Stamina. Balduzzi: “Il mio decreto? Un compromesso imposto da situazione caotica”

Stamina. Balduzzi: “Il mio decreto? Un compromesso imposto da situazione caotica”

Stamina. Balduzzi: “Il mio decreto? Un compromesso imposto da situazione caotica”
Il Dl dell’ex ministro della Salute rappresentò una situazione di compromesso che trovò “base in due ragioni di fondo: la necessità di chiarire il quadro normativo, sostituendo il dl Turco-Fazio con indicazioni chiare e superare l’emergenza conseguente alle ordinanze dei tanti tribunali”. A dirlo lo stesso Balduzzi in audizione al Senato.

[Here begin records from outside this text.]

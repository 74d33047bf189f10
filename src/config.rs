//! Engine constants and construction-time configuration.
//!
//! The audio format (sampling rate, block length, interpolation steps) is fixed
//! for the whole crate. Capacities and spatialization parameters live in
//! [`SynthConfig`] and are frozen when a [`Synthesizer`](crate::Synthesizer) is
//! built; nothing grows afterwards.

use crate::error::{Result, SynthError};

/// Output sampling rate in Hz.
pub const SAMPLING_RATE: f64 = 44100.0;

/// Highest representable frequency (Nyquist).
pub const MAX_AUDIBLE_FREQUENCY: f64 = SAMPLING_RATE / 2.0;

/// Samples computed per channel by one call to `synthesize`.
pub const SAMPLES_PER_BLOCK: usize = 512;

/// Length of an interleaved stereo block.
pub const BLOCK_LEN: usize = 2 * SAMPLES_PER_BLOCK;

/// Interleaved stereo output buffer (`L, R, L, R, ...`).
pub type Block = [f64; BLOCK_LEN];

/// Number of amplitude/frequency interpolation points inside a block.
pub const INTERPOLATION_STEPS: usize = 8;

/// Samples rendered between two interpolation points.
pub const STEP_SAMPLES: usize = SAMPLES_PER_BLOCK / INTERPOLATION_STEPS;

/// Blocks per second.
pub const BLOCK_RATE: f64 = SAMPLING_RATE / SAMPLES_PER_BLOCK as f64;

/// Minimum audible amplitude (-100 dB).
pub const MIN_AMPLITUDE: f64 = 1e-5;

/// Level assigned to anything at or below [`MIN_AMPLITUDE`].
pub const MIN_DB: f64 = -100.0;

/// Number of points of the standard envelope grid used by morphing and filtering.
pub const STD_ENVELOPE_SIZE: usize = 512;

/// Frequency step of the standard envelope grid.
pub const STD_ENVELOPE_BASE: f64 = MAX_AUDIBLE_FREQUENCY / STD_ENVELOPE_SIZE as f64;

/// Frequency substituted for non-positive input frequencies.
pub const MIN_FREQUENCY: f64 = 1.0;

/// Construction-time parameters of a synthesizer.
///
/// # Examples
///
/// ```
/// use sas_synth::SynthConfig;
///
/// let config = SynthConfig::default()
///     .with_max_tracks(256)
///     .with_seed(7);
/// assert!(config.validate().is_ok());
/// assert_eq!(config.max_propagated_frames(), 492);
/// ```
#[derive(Debug, Clone, PartialEq)]
#[cfg_attr(feature = "serde", derive(serde::Serialize, serde::Deserialize))]
pub struct SynthConfig {
    /// Harmonic slots per source.
    pub max_partials_per_source: usize,
    /// Capacity of the global active-track array (and of the mask pool).
    pub max_tracks: usize,
    /// Distance in meters beyond which a source is silent.
    pub max_propagation_distance: f64,
    /// Speed of sound in m/s.
    pub sound_speed: f64,
    /// First-order smoothing coefficient for pan and Doppler.
    pub smoothing: f64,
    /// Seed for oscillator phases and skip-list levels. `None` seeds from entropy.
    pub seed: Option<u64>,
}

impl Default for SynthConfig {
    fn default() -> Self {
        Self {
            max_partials_per_source: 1024,
            max_tracks: 1024 * 5,
            max_propagation_distance: 2000.0,
            sound_speed: 350.0,
            smoothing: 0.05,
            seed: None,
        }
    }
}

impl SynthConfig {
    /// Sets the number of harmonic slots per source.
    pub fn with_max_partials_per_source(mut self, partials: usize) -> Self {
        self.max_partials_per_source = partials;
        self
    }

    /// Sets the capacity of the active-track array.
    pub fn with_max_tracks(mut self, tracks: usize) -> Self {
        self.max_tracks = tracks;
        self
    }

    /// Sets the maximum propagation distance in meters.
    pub fn with_max_propagation_distance(mut self, meters: f64) -> Self {
        self.max_propagation_distance = meters;
        self
    }

    /// Sets the speed of sound in m/s.
    pub fn with_sound_speed(mut self, speed: f64) -> Self {
        self.sound_speed = speed;
        self
    }

    /// Sets the pan/Doppler smoothing coefficient.
    pub fn with_smoothing(mut self, alpha: f64) -> Self {
        self.smoothing = alpha;
        self
    }

    /// Makes random phases and skip-list levels reproducible.
    pub fn with_seed(mut self, seed: u64) -> Self {
        self.seed = Some(seed);
        self
    }

    /// Length of each source's propagated-frame history.
    ///
    /// This is the number of blocks sound needs to travel the maximum
    /// propagation distance, and at least 1.
    pub fn max_propagated_frames(&self) -> usize {
        let frames = (self.max_propagation_distance / self.sound_speed) * BLOCK_RATE;
        (frames as usize).max(1)
    }

    /// Checks that every parameter is usable.
    pub fn validate(&self) -> Result<()> {
        if self.max_partials_per_source == 0 {
            return Err(SynthError::invalid_config(
                "max_partials_per_source",
                "must be at least 1",
            ));
        }
        if self.max_tracks == 0 {
            return Err(SynthError::invalid_config("max_tracks", "must be at least 1"));
        }
        if !(self.max_propagation_distance.is_finite() && self.max_propagation_distance > 0.0) {
            return Err(SynthError::invalid_config(
                "max_propagation_distance",
                "must be positive and finite",
            ));
        }
        if !(self.sound_speed.is_finite() && self.sound_speed > 0.0) {
            return Err(SynthError::invalid_config(
                "sound_speed",
                "must be positive and finite",
            ));
        }
        if !(self.smoothing > 0.0 && self.smoothing <= 1.0) {
            return Err(SynthError::invalid_config("smoothing", "must be in (0, 1]"));
        }
        Ok(())
    }
}

#[cfg(test)]
mod tests {
    use super::*;

    #[test]
    fn test_default_is_valid() {
        assert!(SynthConfig::default().validate().is_ok());
    }

    #[test]
    fn test_default_history_length() {
        // 2000 m at 350 m/s is ~5.71 s, i.e. 492 blocks of 512 samples.
        assert_eq!(SynthConfig::default().max_propagated_frames(), 492);
    }

    #[test]
    fn test_history_never_empty() {
        let config = SynthConfig::default().with_max_propagation_distance(0.01);
        assert_eq!(config.max_propagated_frames(), 1);
    }

    #[test]
    fn test_builder() {
        let config = SynthConfig::default()
            .with_max_partials_per_source(16)
            .with_max_tracks(32)
            .with_sound_speed(340.0)
            .with_smoothing(0.5)
            .with_seed(3);
        assert_eq!(config.max_partials_per_source, 16);
        assert_eq!(config.max_tracks, 32);
        assert_eq!(config.sound_speed, 340.0);
        assert_eq!(config.smoothing, 0.5);
        assert_eq!(config.seed, Some(3));
    }

    #[test]
    fn test_rejects_bad_values() {
        assert!(SynthConfig::default().with_max_tracks(0).validate().is_err());
        assert!(
            SynthConfig::default()
                .with_max_partials_per_source(0)
                .validate()
                .is_err()
        );
        assert!(SynthConfig::default().with_sound_speed(0.0).validate().is_err());
        assert!(SynthConfig::default().with_smoothing(0.0).validate().is_err());
        assert!(SynthConfig::default().with_smoothing(1.5).validate().is_err());
        assert!(
            SynthConfig::default()
                .with_max_propagation_distance(f64::NAN)
                .validate()
                .is_err()
        );
    }

    #[test]
    fn test_block_layout() {
        assert_eq!(STEP_SAMPLES * INTERPOLATION_STEPS, SAMPLES_PER_BLOCK);
        assert_eq!(BLOCK_LEN, 1024);
    }
}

Nonostante le “evidenze di irregolarità” e le “numerose deviazioni ed anomalie nell'ambito della collaborazione” tra Spedali di Brescia e Stamina Foundation, evidenziate anche dall'ispezione promossa dallo stesso ministero nel 2012, e nonostante l'ordinanza di blocco del trattamento emessa dall'Agenzia italiana del farmaco, “numerosi tribunali accoglievano le richieste dei malati di accesso al trattamento Stamina”. Dunque, proprio la “caotica situazione rese indifferibile l'intervento legislativo”. Con queste, parole rese durante l’audizione davanti la Commissione Igiene e Sanità del Senato che sta portando avanti un’indagine conoscitiva sul caso Stamina, l’ex ministro della Salute, ora deputato di Scelta Civica, Renato Balduzzi ha spiegato la ratio che lo ha spinto a emanare un decreto legge su Stamina. 
 
Dunque secondo l’ex ministro, la “caotica situazione rese indifferibile l'intervento legislativo”, aggiungendo che “ritenemmo come governo nostro dovere intervenire” ma ha chiarito “non c’è stato alcun cedimento”. Con il decreto, ha riconosciuto Balduzzi, si è avuta “una soluzione di compromesso” ma, “l testo iniziale è stato poi notevolmente modificato”. Nel testo finale è stata infatti introdotta la sperimentazione sul metodo. Secondo l’ex ministro si trattava prima di tutto di un'esigenza “etica, per non impedire il completamento dei trattamenti ai pazienti che l'avevano iniziato, alcuni dei quali bambini”.
 
Balduzzi ha inoltre spiegato i motivi che lo spinsero a ordinare nel 2012 un’ispezione presso la struttura di Brescia. L'azienda ospedaliera “non aveva conoscenza delle attività svolte nei suoi laboratori dal personale di Stamina Foundation, né era a conoscenza dei materiali utilizzati”.
''La questione Stamina è giunta sul mio tavolo da ministro nel maggio 2012”. Dopo gli accertamenti dei Nas, ha sottolineato l'ex ministro ripercorrendo le tappe della vicenda, “il 15 maggio l'Agenzia italiana del farmaco emetteva un'ordinanza inibitoria per il trattamento con protocollo Stamina. Il 16 maggio – ha proseguito – ho quindi disposto un'indagine tecnico-amministrativa a Brescia per verificare la regolarità delle procedure seguite nel rapporto tra azienda ospedaliera e Stamina e il sopralluogo si svolgeva il 23 e 24 maggio”. L'indagine, ha quindi spiegato Balduzzi, “acquisisce informazioni sull'origine del rapporto di collaborazione, che sarebbe scaturito da contatti con un dirigente della Regione Lombardia”. Inoltre, gli ispettori “hanno appunto conferma che l'azienda non aveva conoscenza dell’attività svolta nei laboratori”.
 
L'ordinanza emanata dall'Aifa però “era quasi giornalmente disapplicata. Era necessario un intervento legislativo e di governo”. La scelta di governo, ha chiarito l'ex ministro, “doveva essere quella di trovare una soluzione a regime per impedire la possibilità che si ripetessero episodi di questo genere”.
 
“A quel punto – ha precisato ancora Balduzzi – ci parve opportuno applicare a Stamina la normativa sui trapianti. Il ministero, cioè, non ha potuto non accogliere una mediazione che era meglio della deregulation”.
 
Insomma in governo Monti si trovò a gestire una “caotica situazione che si era venuta a creare, anche per le ben note campagne mediatiche che davano speranze alle famiglie”. Questo elemento “rese indifferibile l'emanazione di un provvedimento legislativo di urgenza”. Il decreto per Balduzzi “trovava base in due ragioni di fondo: la necessità di chiarire il quadro normativo, sostituendo il decreto Turco-Fazio con indicazioni chiare e cercare di superare l'emergenza conseguente alle ordinanze dei tanti tribunali”.